A única solução real é uma solução política. Esta requer a eliminação das causas que criaram o descontentamento. É o desespero que alimenta o fanatismo, e esse é o resultado das políticas de Washington no Oriente Médio e arredores. A casuística ortodoxa de factótums, colunistas e cortesãos leais ao regime de Washington é simbolizada pelo assistente pessoal de Tony Blair para assuntos externos, o ex-diplomata Robert Cooper, que escreve bastante abertamente, "precisamos nos acostumar à idéia de dois pesos e duas medidas". A máxima subjacente deste cinismo é: Puniremos os crimes de nossos inimigos e premiaremos os crimes de nossos amigos. Não será isso ao menos preferível à impunidade universal?

A resposta é simples: "punição" segundo esse conceito não reduz a criminalidade daqueles que dela lançam mão mas, sim, a fomenta. As guerras do Golfo e dos Bálcãs foram exemplos típicos do cheque em branco moral dado à vigilância seletiva. Israel pode desafiar as resoluções da ONU com impunidade, a Índia pode tiranizar a Caxemira, a Rússia pode destruir Grozni, mas é o Iraque quem deve ser castigado e são os palestinos que continuam sofrendo. Segue Cooper: "Conselho para os Estados pós-modernos: aceitem que a intervenção nos pré-modernos será um fato da vida. Tais intervenções podem não resolver os problemas, mas aliviarão a consciência.

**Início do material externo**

pub mod config;
pub mod modules;
mod schema;
pub mod shared;

pub use config::{ApiConfig, AppConfig, DatabaseConfig};
pub use modules::{
    console::ConsoleMenu,
    provider::{FanOutAggregator, FanOutReport, HhClient, PaginatedFetcher, VacancyPageSource},
    vacancies::{
        InMemoryCatalog, IngestionService, IngestionSummary, VacancyCatalog, VacancyMap,
        VacancyRepository, VacancyRepositoryImpl,
    },
};
pub use shared::errors::{AppError, AppResult};
pub use shared::Database;
use anyhow::Context;
use hh_vacancies_lib::{
    config::DatabaseConfig,
    log_info, log_warn,
    modules::{
        console::ConsoleMenu,
        provider::{FanOutAggregator, FanOutReport, HhClient, PaginatedFetcher},
        vacancies::{
            InMemoryCatalog, IngestionService, VacancyCatalog, VacancyMap, VacancyRepository,
            VacancyRepositoryImpl,
        },
    },
    shared::{utils::init_logger, Database},
    AppConfig, AppResult,
};
use std::io;
use std::path::PathBuf;
use std::sync::Arc;

#[tokio::main]
async fn main() -> anyhow::Result<()> {
    init_logger();

    let config_path = std::env::args().nth(1).map(PathBuf::from);
    let config = AppConfig::load(config_path.as_deref()).context("Failed to load configuration")?;

    let client = HhClient::new(&config.api).context("Failed to create hh.ru client")?;
    let fetcher = Arc::new(PaginatedFetcher::new(Arc::new(client)));
    let aggregator = FanOutAggregator::new(fetcher);

    let report = if config.api.employers.is_empty() {
        log_info!(
            "No employers configured, fetching {} pages of the global listing",
            config.api.pages_per_company
        );
        aggregator.fetch_unscoped(config.api.pages_per_company).await
    } else {
        aggregator
            .fetch_all(&config.api.employers, config.api.pages_per_company)
            .await
    };
    report_fetch(&report);

    let catalog = match &config.database {
        Some(db_config) => match persist(db_config, &report.vacancies).await {
            Ok(catalog) => catalog,
            Err(e) => {
                log_warn!(
                    "Database {} unavailable ({}), using fetched vacancies only",
                    db_config.redacted_target(),
                    e
                );
                in_memory(report.vacancies)
            }
        },
        None => {
            log_info!("No database configured, using fetched vacancies only");
            in_memory(report.vacancies)
        }
    };

    let stdin = io::stdin();
    let mut menu = ConsoleMenu::new(stdin.lock(), io::stdout(), catalog);
    menu.run().await.context("Console menu failed")?;

    Ok(())
}

fn report_fetch(report: &FanOutReport) {
    println!(
        "Fetched {} vacancies from {} companies in {:.2} seconds",
        report.total_vacancies(),
        report.vacancies.len(),
        report.elapsed.as_secs_f64()
    );
    for notice in &report.notices {
        println!(
            "Warning: vacancies for '{}' stopped at page {}: {}",
            notice.employer, notice.page, notice.reason
        );
    }
    for failure in &report.failures {
        println!("Error: '{}' could not be fetched: {}", failure.company, failure.reason);
    }
}

fn in_memory(vacancies: VacancyMap) -> Arc<dyn VacancyCatalog> {
    Arc::new(InMemoryCatalog::new(vacancies))
}

/// Store the fetched vacancies and serve queries from the database
async fn persist(
    db_config: &DatabaseConfig,
    vacancies: &VacancyMap,
) -> AppResult<Arc<dyn VacancyCatalog>> {
    let database = Arc::new(Database::new(db_config)?);
    let repository = Arc::new(VacancyRepositoryImpl::new(database));
    repository.setup_tables().await?;

    let summary = IngestionService::new(repository.clone()).ingest(vacancies).await;
    println!(
        "Stored {} new vacancies for {} companies ({} already present)",
        summary.inserted, summary.companies, summary.skipped
    );
    for company in &summary.failed_companies {
        println!("Error: vacancies for '{}' were not stored", company);
    }

    let catalog: Arc<dyn VacancyCatalog> = repository;
    Ok(catalog)
}
use super::dto::HhVacancy;
use crate::modules::vacancies::domain::{SalaryRange, Vacancy, NOT_SPECIFIED};

pub struct HhMapper;

impl HhMapper {
    /// Missing title or employer name fall back to the placeholder; a missing
    /// link stays `None` so it never collides with another vacancy's URL.
    pub fn to_domain(item: HhVacancy) -> Vacancy {
        let salary = item
            .salary
            .map(|s| SalaryRange::new(s.from, s.to))
            .unwrap_or_default();

        Vacancy {
            title: non_empty(item.name).unwrap_or_else(|| NOT_SPECIFIED.to_string()),
            salary,
            url: non_empty(item.alternate_url),
            company: non_empty(item.employer.and_then(|e| e.name))
                .unwrap_or_else(|| NOT_SPECIFIED.to_string()),
            area: non_empty(item.area.and_then(|a| a.name)),
        }
    }
}

fn non_empty(value: Option<String>) -> Option<String> {
    value
        .map(|v| v.trim().to_string())
        .filter(|v| !v.is_empty())
}
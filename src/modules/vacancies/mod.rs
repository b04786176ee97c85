/// Vacancy storage and aggregate queries
///
/// Architecture:
/// - Domain: entities, salary rules, aggregate queries and storage traits
/// - Application: in-memory catalog and the ingest pass
/// - Infrastructure: Diesel-based PostgreSQL repository
pub mod application;
pub mod domain;
pub mod infrastructure;

// Re-exports for easy access
pub use application::{InMemoryCatalog, IngestionService, IngestionSummary};
pub use domain::{
    aggregates::VacancyAggregator, CompanyCount, CompanyId, EmployerRef, NewCompany,
    NewVacancy, SalaryRange, Vacancy, VacancyCatalog, VacancyMap, VacancyRepository,
};
pub use infrastructure::VacancyRepositoryImpl;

E não são necessariamente piores por isso". Tentem explicar isso aos sobreviventes de Nova York e Washington. Os EUA estão se deixando levar pelo frenesi. Seus ideólogos falam desses acontecimentos como se fossem ataques à "civilização", mas que tipo de civilização é essa que pensa em termos de vingança de sangue?

Durante os últimos mais de sessenta anos, os EUA derrubaram líderes democráticos, bombardearam países em três continentes e utilizaram armas nucleares contra civis japoneses, mas nunca souberam o que se sente ao ter as próprias cidades sob ataque. Agora sabem. Às vítimas do ataque e a seus parentes podemos oferecer nossas profundas condolências, tal como o fazemos com as pessoas que os EUA têm vitimado. Mas aceitar que de algum modo uma vida americana vale mais do que uma ruandesa, iugoslava, vietnamita, coreana, japonesa, palestinaa… é inaceitável.

Tradução Robert Stuart

Tariq Ali é escritor, autor de Sombras da romãnzeira e Medo de espelhos.